| WHAT IS NEEDED |
Which lines of the listing hold the string "await"? Show each of them.

| DATA SHOWN |
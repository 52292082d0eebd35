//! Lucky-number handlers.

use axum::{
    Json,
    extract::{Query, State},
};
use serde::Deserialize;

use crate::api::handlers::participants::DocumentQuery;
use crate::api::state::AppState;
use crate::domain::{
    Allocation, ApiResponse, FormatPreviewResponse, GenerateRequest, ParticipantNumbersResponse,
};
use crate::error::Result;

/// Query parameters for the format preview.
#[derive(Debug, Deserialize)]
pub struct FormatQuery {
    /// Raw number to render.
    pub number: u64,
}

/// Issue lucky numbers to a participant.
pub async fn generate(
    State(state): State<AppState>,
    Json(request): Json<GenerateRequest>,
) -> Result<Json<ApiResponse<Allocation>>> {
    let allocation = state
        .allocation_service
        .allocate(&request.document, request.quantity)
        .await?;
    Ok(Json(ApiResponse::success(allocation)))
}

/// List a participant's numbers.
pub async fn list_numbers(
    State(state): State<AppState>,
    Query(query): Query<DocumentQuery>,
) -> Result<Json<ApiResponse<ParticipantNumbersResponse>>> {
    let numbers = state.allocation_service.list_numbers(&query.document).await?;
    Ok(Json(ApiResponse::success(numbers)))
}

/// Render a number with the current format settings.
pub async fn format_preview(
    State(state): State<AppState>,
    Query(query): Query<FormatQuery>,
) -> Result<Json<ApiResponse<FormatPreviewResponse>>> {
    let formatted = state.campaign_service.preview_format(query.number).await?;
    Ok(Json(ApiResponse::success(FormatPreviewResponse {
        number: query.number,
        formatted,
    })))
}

...

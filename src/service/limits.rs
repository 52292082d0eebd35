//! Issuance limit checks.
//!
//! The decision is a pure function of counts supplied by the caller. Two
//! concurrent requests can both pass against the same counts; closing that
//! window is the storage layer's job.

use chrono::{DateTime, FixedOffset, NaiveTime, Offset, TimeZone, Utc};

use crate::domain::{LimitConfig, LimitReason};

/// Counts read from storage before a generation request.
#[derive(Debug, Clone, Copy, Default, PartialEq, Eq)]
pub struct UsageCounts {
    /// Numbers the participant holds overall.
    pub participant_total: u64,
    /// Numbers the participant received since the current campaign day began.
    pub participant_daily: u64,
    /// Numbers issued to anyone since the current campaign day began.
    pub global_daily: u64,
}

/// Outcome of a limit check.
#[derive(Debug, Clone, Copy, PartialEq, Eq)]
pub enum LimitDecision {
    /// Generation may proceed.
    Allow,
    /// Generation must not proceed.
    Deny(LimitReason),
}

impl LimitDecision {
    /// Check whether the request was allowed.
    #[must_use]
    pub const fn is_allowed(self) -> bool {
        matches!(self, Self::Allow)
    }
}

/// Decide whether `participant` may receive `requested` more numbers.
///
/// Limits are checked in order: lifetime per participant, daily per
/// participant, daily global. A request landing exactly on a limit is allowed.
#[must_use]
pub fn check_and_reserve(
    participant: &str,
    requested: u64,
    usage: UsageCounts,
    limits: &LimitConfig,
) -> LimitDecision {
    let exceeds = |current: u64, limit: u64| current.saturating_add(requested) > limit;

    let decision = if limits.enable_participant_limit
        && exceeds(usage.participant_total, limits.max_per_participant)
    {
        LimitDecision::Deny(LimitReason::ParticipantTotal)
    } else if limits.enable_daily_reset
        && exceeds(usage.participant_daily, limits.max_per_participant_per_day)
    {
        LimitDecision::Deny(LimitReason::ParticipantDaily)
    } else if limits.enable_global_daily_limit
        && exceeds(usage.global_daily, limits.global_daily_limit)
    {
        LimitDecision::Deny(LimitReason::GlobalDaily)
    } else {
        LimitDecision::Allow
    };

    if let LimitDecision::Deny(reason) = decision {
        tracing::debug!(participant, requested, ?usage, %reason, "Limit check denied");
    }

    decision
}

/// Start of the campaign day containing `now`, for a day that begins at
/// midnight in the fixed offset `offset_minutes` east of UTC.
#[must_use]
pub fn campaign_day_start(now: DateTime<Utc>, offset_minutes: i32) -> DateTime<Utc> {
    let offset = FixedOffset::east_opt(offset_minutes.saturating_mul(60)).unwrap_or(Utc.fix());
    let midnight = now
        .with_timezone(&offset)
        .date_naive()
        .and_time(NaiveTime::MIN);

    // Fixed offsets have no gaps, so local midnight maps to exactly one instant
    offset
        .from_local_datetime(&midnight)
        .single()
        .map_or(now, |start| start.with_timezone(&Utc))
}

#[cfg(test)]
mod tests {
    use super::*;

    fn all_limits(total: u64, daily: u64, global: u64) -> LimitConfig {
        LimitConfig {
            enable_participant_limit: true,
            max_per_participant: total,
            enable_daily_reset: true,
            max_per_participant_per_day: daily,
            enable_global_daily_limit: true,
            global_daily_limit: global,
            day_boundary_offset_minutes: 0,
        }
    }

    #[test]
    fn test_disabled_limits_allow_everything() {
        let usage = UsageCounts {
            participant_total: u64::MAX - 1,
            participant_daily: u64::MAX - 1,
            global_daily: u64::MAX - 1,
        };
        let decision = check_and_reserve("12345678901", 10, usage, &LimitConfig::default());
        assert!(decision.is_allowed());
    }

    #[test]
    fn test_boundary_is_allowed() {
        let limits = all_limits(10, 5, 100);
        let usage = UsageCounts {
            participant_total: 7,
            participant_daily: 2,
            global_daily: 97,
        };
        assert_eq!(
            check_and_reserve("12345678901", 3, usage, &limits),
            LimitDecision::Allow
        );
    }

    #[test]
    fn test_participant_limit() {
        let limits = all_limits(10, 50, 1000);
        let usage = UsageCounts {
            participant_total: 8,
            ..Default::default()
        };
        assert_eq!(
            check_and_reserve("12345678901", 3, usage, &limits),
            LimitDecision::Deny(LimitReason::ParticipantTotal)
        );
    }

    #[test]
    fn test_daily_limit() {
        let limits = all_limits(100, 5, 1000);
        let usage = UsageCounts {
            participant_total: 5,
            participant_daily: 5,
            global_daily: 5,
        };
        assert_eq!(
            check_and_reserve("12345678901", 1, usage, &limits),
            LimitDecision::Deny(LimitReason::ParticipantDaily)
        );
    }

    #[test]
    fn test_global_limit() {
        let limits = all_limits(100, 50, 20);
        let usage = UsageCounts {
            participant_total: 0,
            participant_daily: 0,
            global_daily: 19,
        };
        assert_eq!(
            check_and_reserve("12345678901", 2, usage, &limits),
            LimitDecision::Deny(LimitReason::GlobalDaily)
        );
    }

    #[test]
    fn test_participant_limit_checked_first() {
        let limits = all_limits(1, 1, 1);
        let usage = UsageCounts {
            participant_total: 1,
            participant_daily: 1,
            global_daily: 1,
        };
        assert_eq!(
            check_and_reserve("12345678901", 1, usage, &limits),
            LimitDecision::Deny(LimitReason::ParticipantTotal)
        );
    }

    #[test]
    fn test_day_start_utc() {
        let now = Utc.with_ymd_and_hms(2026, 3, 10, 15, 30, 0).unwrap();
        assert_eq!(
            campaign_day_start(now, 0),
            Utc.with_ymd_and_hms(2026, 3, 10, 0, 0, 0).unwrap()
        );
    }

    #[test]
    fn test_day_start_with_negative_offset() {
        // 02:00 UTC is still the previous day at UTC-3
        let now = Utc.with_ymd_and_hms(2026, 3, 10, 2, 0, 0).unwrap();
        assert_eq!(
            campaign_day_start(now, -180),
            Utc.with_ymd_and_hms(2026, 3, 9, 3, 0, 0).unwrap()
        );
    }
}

==

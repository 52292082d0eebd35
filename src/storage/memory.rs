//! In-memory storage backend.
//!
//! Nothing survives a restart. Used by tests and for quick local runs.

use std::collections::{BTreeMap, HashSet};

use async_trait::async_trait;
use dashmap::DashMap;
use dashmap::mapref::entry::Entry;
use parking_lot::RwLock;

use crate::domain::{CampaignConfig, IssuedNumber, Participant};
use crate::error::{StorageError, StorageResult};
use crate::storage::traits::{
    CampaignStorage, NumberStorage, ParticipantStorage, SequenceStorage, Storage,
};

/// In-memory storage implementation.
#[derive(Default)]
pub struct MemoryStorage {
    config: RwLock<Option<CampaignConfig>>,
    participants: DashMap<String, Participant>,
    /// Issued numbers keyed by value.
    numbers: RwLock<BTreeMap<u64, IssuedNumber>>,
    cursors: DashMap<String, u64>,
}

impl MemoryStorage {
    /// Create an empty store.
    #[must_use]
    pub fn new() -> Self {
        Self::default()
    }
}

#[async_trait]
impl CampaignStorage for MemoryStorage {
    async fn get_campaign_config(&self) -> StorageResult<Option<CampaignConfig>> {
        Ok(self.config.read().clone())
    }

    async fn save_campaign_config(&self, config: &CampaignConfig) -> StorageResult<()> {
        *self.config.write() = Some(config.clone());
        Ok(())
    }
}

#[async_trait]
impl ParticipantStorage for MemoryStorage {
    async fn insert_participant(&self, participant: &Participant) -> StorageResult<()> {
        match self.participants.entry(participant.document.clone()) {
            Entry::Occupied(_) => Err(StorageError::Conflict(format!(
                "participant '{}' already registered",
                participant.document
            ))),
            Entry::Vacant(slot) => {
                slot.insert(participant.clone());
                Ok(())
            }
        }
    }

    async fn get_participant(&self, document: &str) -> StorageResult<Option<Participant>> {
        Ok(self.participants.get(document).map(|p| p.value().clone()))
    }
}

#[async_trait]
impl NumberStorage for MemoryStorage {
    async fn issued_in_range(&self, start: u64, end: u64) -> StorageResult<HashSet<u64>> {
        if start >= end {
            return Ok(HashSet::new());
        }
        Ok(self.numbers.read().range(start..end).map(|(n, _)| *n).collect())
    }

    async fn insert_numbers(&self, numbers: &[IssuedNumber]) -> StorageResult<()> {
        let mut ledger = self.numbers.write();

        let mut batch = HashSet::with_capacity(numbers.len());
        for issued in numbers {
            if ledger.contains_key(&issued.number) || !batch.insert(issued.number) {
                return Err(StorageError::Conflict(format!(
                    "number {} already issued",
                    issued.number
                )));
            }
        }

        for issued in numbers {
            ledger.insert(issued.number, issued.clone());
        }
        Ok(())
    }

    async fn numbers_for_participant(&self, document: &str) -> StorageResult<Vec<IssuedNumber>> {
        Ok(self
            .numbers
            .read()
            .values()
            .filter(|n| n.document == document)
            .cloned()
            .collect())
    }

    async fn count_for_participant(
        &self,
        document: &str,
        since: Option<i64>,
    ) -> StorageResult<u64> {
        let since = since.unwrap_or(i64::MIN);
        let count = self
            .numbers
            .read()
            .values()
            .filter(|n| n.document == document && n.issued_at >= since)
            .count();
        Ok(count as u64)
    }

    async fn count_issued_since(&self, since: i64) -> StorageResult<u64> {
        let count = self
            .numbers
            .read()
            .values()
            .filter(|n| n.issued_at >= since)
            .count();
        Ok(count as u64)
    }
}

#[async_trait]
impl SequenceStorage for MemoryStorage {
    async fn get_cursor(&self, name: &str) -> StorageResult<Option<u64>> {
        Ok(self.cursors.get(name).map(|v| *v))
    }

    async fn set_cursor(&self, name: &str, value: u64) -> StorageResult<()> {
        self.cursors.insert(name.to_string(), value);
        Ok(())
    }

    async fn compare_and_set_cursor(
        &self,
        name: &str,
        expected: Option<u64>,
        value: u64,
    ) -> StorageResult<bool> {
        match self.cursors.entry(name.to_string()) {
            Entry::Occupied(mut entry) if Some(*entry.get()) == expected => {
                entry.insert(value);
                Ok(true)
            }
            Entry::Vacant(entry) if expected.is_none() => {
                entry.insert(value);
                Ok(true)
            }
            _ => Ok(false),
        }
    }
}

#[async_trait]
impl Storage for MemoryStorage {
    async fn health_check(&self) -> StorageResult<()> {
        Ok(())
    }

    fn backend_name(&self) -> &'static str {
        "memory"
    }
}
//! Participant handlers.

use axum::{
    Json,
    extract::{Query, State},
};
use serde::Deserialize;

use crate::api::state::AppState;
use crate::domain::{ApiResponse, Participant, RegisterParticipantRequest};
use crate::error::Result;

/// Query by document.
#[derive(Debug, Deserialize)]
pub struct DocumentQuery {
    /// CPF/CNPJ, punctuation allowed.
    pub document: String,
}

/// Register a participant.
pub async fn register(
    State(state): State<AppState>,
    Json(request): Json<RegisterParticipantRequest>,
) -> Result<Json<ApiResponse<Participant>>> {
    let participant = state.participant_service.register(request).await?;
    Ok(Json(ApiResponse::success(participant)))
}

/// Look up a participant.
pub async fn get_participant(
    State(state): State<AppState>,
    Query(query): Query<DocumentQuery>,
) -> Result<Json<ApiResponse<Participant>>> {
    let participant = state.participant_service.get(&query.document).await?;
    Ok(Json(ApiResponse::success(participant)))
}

| COMPLETED EXERCISE |
        .await?;
    let numbers = state.allocation_service.list_numbers(&query.document).await?;
    let formatted = state.campaign_service.preview_format(query.number).await?;
    let participant = state.participant_service.register(request).await?;
    let participant = state.participant_service.get(&query.document).await?;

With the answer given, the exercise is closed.